"He can always take care of himself on such incursions."

"So that's the theory? And at nineteen you have enlisted in that army?"

"What army?"

"The great army of flirts."

I couldn't keep it up any longer, for I had really started in to explain, not to joke. And you know, dear, that flirting as a profession wouldn't be in my line at all.

"Do I look like a flirt?" I asked.

"No. You don't," said he. "And I was beginning to hope——"

"Please go on hoping, then," I said. "Because I didn't want to behave badly. If I did, it was because I don't quite know the game yet. And I wanted to tell you that I didn't really mean to be silly and schoolgirlish, and disgrace you and Mrs. Norton."

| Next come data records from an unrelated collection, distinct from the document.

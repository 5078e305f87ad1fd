//! The walk session: entry, per-frame integration, input and exit.

use std::f32::consts::{PI, TAU};

use glam::Vec3;
use tellus_config::WalkConfig;
use tellus_input::{CaptureSignal, KeyInput, MouseButton, WalkAction, WalkBindings};
use tellus_scene::{NodeId, SceneGraph, Transform};
use tracing::{debug, info, trace, warn};

use crate::basis::{up_at, TangentBasis, ViewFrame, DEFAULT_UP};
use crate::camera_sync::drive_camera;
use crate::ground::GroundQuery;
use crate::physics::{integrate_velocity, resolve_grounding, StepParams};
use crate::session::{EnterOptions, EnterRefusal, SessionContext, WalkWorld};
use crate::state::{InputState, PlayerState};

/// Name given to the scene node that stands in for the walker.
const PLAYER_NODE_NAME: &str = "surface-walker";

/// Read-only snapshot for HUDs and tests.
#[derive(Clone, Copy, Debug, Default, PartialEq)]
pub struct WalkTelemetry {
    pub active: bool,
    pub grounded: bool,
    /// Height above standing height. Zero while grounded.
    pub altitude: f32,
    pub tangential_speed: f32,
    /// Signed speed along the local up. Positive is rising.
    pub vertical_speed: f32,
    pub yaw: f32,
    pub pitch: f32,
}

/// First-person walker for the surface of a (possibly spinning) body.
///
/// Inactive until [`enter`](Self::enter) succeeds. While active it owns a
/// child node of the session's spin frame, drives the camera every
/// [`update`](Self::update), and interprets the walk keys. [`exit`](Self::exit)
/// restores the camera's near plane and hands the cursor back.
pub struct SurfaceWalker {
    context: SessionContext,
    config: WalkConfig,
    bindings: WalkBindings,
    state: PlayerState,
    input: InputState,
    /// Exclusive capture has been granted and not revoked since.
    pointer_locked: bool,
    /// The primary button is held for mouse-look.
    look_active: bool,
    player: Option<NodeId>,
    saved_near: Option<f32>,
    on_exit: Option<Box<dyn FnOnce()>>,
    up: Vec3,
    clearance: f32,
}

impl SurfaceWalker {
    #[must_use]
    pub fn new(context: SessionContext, config: WalkConfig, bindings: WalkBindings) -> Self {
        let config = match config.validate() {
            Ok(()) => config,
            Err(e) => {
                warn!("{e}; using default walk tuning");
                WalkConfig::default()
            }
        };
        Self {
            context,
            config,
            bindings,
            state: PlayerState::default(),
            input: InputState::default(),
            pointer_locked: false,
            look_active: false,
            player: None,
            saved_near: None,
            on_exit: None,
            up: DEFAULT_UP,
            clearance: 0.0,
        }
    }

    #[must_use]
    pub fn is_active(&self) -> bool {
        self.state.active
    }

    #[must_use]
    pub fn player_state(&self) -> &PlayerState {
        &self.state
    }

    #[must_use]
    pub fn input_state(&self) -> &InputState {
        &self.input
    }

    /// The walker's scene node, once the first session has spawned it.
    #[must_use]
    pub fn player_node(&self) -> Option<NodeId> {
        self.player
    }

    /// Whether pointer motion currently turns the view.
    #[must_use]
    pub fn is_looking(&self) -> bool {
        self.state.active && self.look_active && self.pointer_locked
    }

    #[must_use]
    pub fn telemetry(&self) -> WalkTelemetry {
        let vertical_speed = self.state.velocity.dot(self.up);
        let tangential_speed = (self.state.velocity - self.up * vertical_speed).length();
        WalkTelemetry {
            active: self.state.active,
            grounded: self.state.grounded,
            altitude: self.clearance,
            tangential_speed,
            vertical_speed,
            yaw: self.state.yaw,
            pitch: self.state.pitch,
        }
    }

    /// Starts walking where the camera is looking. Returns `false`, with
    /// nothing changed, if the session cannot start.
    pub fn enter(&mut self, world: &mut WalkWorld<'_>, options: EnterOptions) -> bool {
        match self.try_enter(world, options) {
            Ok(()) => true,
            Err(EnterRefusal::AlreadyActive) => {
                debug!("already walking; enter ignored");
                false
            }
            Err(refusal) => {
                info!(%refusal, "walk mode refused");
                false
            }
        }
    }

    /// [`enter`](Self::enter), reporting why a refusal happened.
    pub fn try_enter(
        &mut self,
        world: &mut WalkWorld<'_>,
        options: EnterOptions,
    ) -> Result<(), EnterRefusal> {
        if self.state.active {
            return Err(EnterRefusal::AlreadyActive);
        }
        if self.context.platform.is_touch() {
            return Err(EnterRefusal::TouchPlatform);
        }
        let session = self.context.resolve(world.scene)?;

        let camera_position = world.camera.position;
        let look = world.camera.forward();
        let contact = {
            let ground = GroundQuery::new(world.scene, session.surface, session.body, &self.config);
            ground.cast(camera_position, look).unwrap_or_else(|| {
                debug!("camera is not looking at the body; landing below it");
                ground.surface_point(session.center, camera_position - session.center)
            })
        };
        let up = up_at(contact, session.center, DEFAULT_UP);
        let head_height = session.body.head_height(&self.config);
        let eye = contact + up * head_height;
        let local = world
            .scene
            .world_to_local(session.spin_frame, eye)
            .ok_or(EnterRefusal::MissingCollaborator("spin_frame"))?;
        self.attach_player(world.scene, session.spin_frame, local)?;

        // Level view along the camera's heading. A camera aimed straight down
        // at the contact has no heading, so its screen-up takes over.
        let basis = TangentBasis::from_up(up);
        let heading = basis
            .flatten(look)
            .or_else(|| basis.flatten(world.camera.up()))
            .unwrap_or(basis.forward);
        self.state = PlayerState {
            position: local,
            velocity: Vec3::ZERO,
            yaw: basis.yaw_of(heading),
            pitch: 0.0,
            grounded: false,
            jump_queued: false,
            active: true,
        };
        self.input.clear();
        self.pointer_locked = false;
        self.look_active = false;
        self.up = up;
        self.clearance = 0.0;

        let original_near = world.camera.near;
        let walking_near = (head_height * self.config.near_plane_fraction)
            .max(self.config.min_near_plane)
            .min(original_near);
        self.saved_near = Some(original_near);
        world.camera.set_near(walking_near);
        self.on_exit = options.on_exit;

        info!(
            radius = session.body.radius,
            gravity = session.body.gravity,
            head_height,
            "entered walk mode"
        );
        self.sync_camera(world);
        Ok(())
    }

    /// Ends the session. Does nothing while inactive.
    pub fn exit(&mut self, world: &mut WalkWorld<'_>) {
        if !self.state.active {
            return;
        }
        if self.pointer_locked || self.look_active {
            world.cursor.release_capture();
        }
        self.pointer_locked = false;
        self.look_active = false;
        self.input.clear();
        self.state.halt();
        self.state.active = false;
        self.clearance = 0.0;

        if let Some(near) = self.saved_near.take() {
            world.camera.near = near;
        }
        if let Some(player) = self.player {
            world.scene.detach(player);
        }
        info!("left walk mode");
        if let Some(on_exit) = self.on_exit.take() {
            on_exit();
        }
    }

    /// Advances the walker by `dt` seconds and drives the camera.
    pub fn update(&mut self, world: &mut WalkWorld<'_>, dt: f32) {
        if !self.state.active {
            return;
        }
        let session = match self.context.resolve(world.scene) {
            Ok(session) => session,
            Err(refusal) => {
                warn!(%refusal, "walk collaborators vanished; leaving walk mode");
                self.exit(world);
                return;
            }
        };
        let attached = self
            .player
            .filter(|&id| world.scene.parent(id) == Some(session.spin_frame));
        let (Some(player), Some(world_position)) = (
            attached,
            world
                .scene
                .local_to_world(session.spin_frame, self.state.position),
        ) else {
            warn!("walker was detached from the spin frame; leaving walk mode");
            self.exit(world);
            return;
        };
        if !(dt.is_finite() && dt > 0.0) {
            trace!(dt, "skipping frame with unusable dt");
            self.sync_camera(world);
            return;
        }

        let up = up_at(world_position, session.center, self.up);
        let frame = ViewFrame::new(&TangentBasis::from_up(up), self.state.yaw, self.state.pitch);
        let movement = self.input.movement_direction(&frame);
        let params = StepParams::derive(&self.config, &session.body, dt);
        integrate_velocity(&mut self.state, up, movement, &params, dt);

        let tentative = world_position + self.state.velocity * dt;
        let head_height = session.body.head_height(&self.config);
        let grounding = {
            let ground = GroundQuery::new(world.scene, session.surface, session.body, &self.config);
            resolve_grounding(
                tentative,
                &mut self.state.velocity,
                session.center,
                up,
                head_height,
                |direction| ground.surface_point(session.center, direction),
            )
        };
        self.state.grounded = grounding.grounded;
        self.clearance = grounding.clearance;
        self.up = up_at(grounding.position, session.center, up);

        if let Some(local) = world
            .scene
            .world_to_local(session.spin_frame, grounding.position)
        {
            self.state.position = local;
            world.scene.set_translation(player, local);
        }
        self.sync_camera(world);
    }

    /// Re-applies the walker's view to the camera. Does nothing while
    /// inactive.
    pub fn sync_camera(&self, world: &mut WalkWorld<'_>) {
        if !self.state.active {
            return;
        }
        let Some((eye, frame)) = self.view(world.scene) else {
            return;
        };
        drive_camera(world.camera, eye, &frame);
    }

    /// Key press. Returns whether the key was consumed.
    pub fn handle_key_down(&mut self, world: &mut WalkWorld<'_>, key: &KeyInput) -> bool {
        let Some(action) = self.bound_action(key) else {
            return false;
        };
        match action {
            WalkAction::MoveForward => self.input.forward = true,
            WalkAction::MoveBack => self.input.backward = true,
            WalkAction::MoveLeft => self.input.left = true,
            WalkAction::MoveRight => self.input.right = true,
            WalkAction::Jump => {
                if !key.repeat {
                    self.state.jump_queued = true;
                }
            }
            WalkAction::Exit => self.exit(world),
        }
        true
    }

    /// Key release. Returns whether the key was consumed.
    pub fn handle_key_up(&mut self, key: &KeyInput) -> bool {
        let Some(action) = self.bound_action(key) else {
            return false;
        };
        match action {
            WalkAction::MoveForward => self.input.forward = false,
            WalkAction::MoveBack => self.input.backward = false,
            WalkAction::MoveLeft => self.input.left = false,
            WalkAction::MoveRight => self.input.right = false,
            WalkAction::Jump | WalkAction::Exit => {}
        }
        true
    }

    /// Primary button down starts mouse-look and asks for cursor capture.
    pub fn handle_pointer_down(&mut self, world: &mut WalkWorld<'_>, button: MouseButton) -> bool {
        if !self.state.active || button != MouseButton::Left {
            return false;
        }
        self.look_active = true;
        world.cursor.request_capture();
        true
    }

    /// Primary button up ends mouse-look and gives capture back.
    pub fn handle_pointer_up(&mut self, world: &mut WalkWorld<'_>, button: MouseButton) -> bool {
        if !self.state.active || button != MouseButton::Left {
            return false;
        }
        self.look_active = false;
        world.cursor.release_capture();
        true
    }

    /// Relative pointer motion. Turns the view only while looking.
    pub fn handle_pointer_motion(&mut self, dx: f32, dy: f32) -> bool {
        if !self.is_looking() || !dx.is_finite() || !dy.is_finite() {
            return false;
        }
        let sensitivity = self.config.mouse_sensitivity;
        let dy = if self.config.invert_y { -dy } else { dy };
        let limit = self.config.pitch_limit();

        self.state.yaw = wrap_angle(self.state.yaw - dx * sensitivity);
        self.state.pitch = (self.state.pitch - dy * sensitivity).clamp(-limit, limit);
        true
    }

    /// Platform answer to a capture request, or an unsolicited revocation.
    pub fn handle_capture_change(&mut self, signal: CaptureSignal) {
        match signal {
            CaptureSignal::Granted if self.state.active && self.look_active => {
                debug!("cursor capture granted");
                self.pointer_locked = true;
            }
            CaptureSignal::Granted => {
                trace!("stale capture grant ignored");
            }
            CaptureSignal::Revoked => {
                if self.pointer_locked || self.look_active {
                    debug!("cursor capture revoked");
                }
                self.pointer_locked = false;
                self.look_active = false;
            }
        }
    }

    fn bound_action(&self, key: &KeyInput) -> Option<WalkAction> {
        if !self.state.active {
            return None;
        }
        key.key_code()
            .and_then(|code| self.bindings.action_for(code))
    }

    /// Reuses the walker node from an earlier session when it still exists.
    fn attach_player(
        &mut self,
        scene: &mut SceneGraph,
        spin_frame: NodeId,
        local: Vec3,
    ) -> Result<NodeId, EnterRefusal> {
        let player = match self.player.filter(|&id| scene.contains(id)) {
            Some(id) => id,
            None => scene.spawn(PLAYER_NODE_NAME, Transform::default()),
        };
        self.player = Some(player);
        if !scene.attach(player, spin_frame) {
            return Err(EnterRefusal::MissingCollaborator("spin_frame"));
        }
        scene.set_transform(player, Transform::from_translation(local));
        Ok(player)
    }

    /// Eye position and view frame for the current state.
    fn view(&self, scene: &SceneGraph) -> Option<(Vec3, ViewFrame)> {
        let spin_frame = self.context.spin_frame?;
        let center = scene.world_position(self.context.body_center?)?;
        let eye = scene.local_to_world(spin_frame, self.state.position)?;
        let up = up_at(eye, center, self.up);
        let frame = ViewFrame::new(&TangentBasis::from_up(up), self.state.yaw, self.state.pitch);
        Some((eye, frame))
    }
}

fn wrap_angle(angle: f32) -> f32 {
    (angle + PI).rem_euclid(TAU) - PI
}

#[cfg(test)]
#[path = "controller_tests.rs"]
mod tests;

Then it was his turn to apologize, and he did it thoroughly. He said that I hadn't been silly, and so far from disgracing him, he was proud of me—"proud of his ward." It was only that I seemed so much more womanly and companionable than he'd expected, that he couldn't bear to see in me, or think he saw, any likeness whatever to inferior types of woman. Whereupon I had the impertinence to ask why he'd expected me to be inferior; but the only explanation I could get him to make was that he didn't know much about girls. Which he had remarked before.

We'd sat out two dances before we—I mean I—knew it; and nobody had dared to come near us, because a middy can't very well snatch a partner out of a celebrity's pocket. And Dick, too, though he seems to have the courage of most of his convictions, drew the line at that. But suddenly I did remember. I smiled at a hovering laddie with the most smoothly polished hair you ever saw, just like a black helmet; and when the laddie had swung me away in the Merry Widow waltz Sir Lionel went back to Mrs. Senter. Rather an appropriate air for her to dance to, I thought. I do pray I'm not getting kitten-catty? Anyhow, I'm not in my second kittenhood!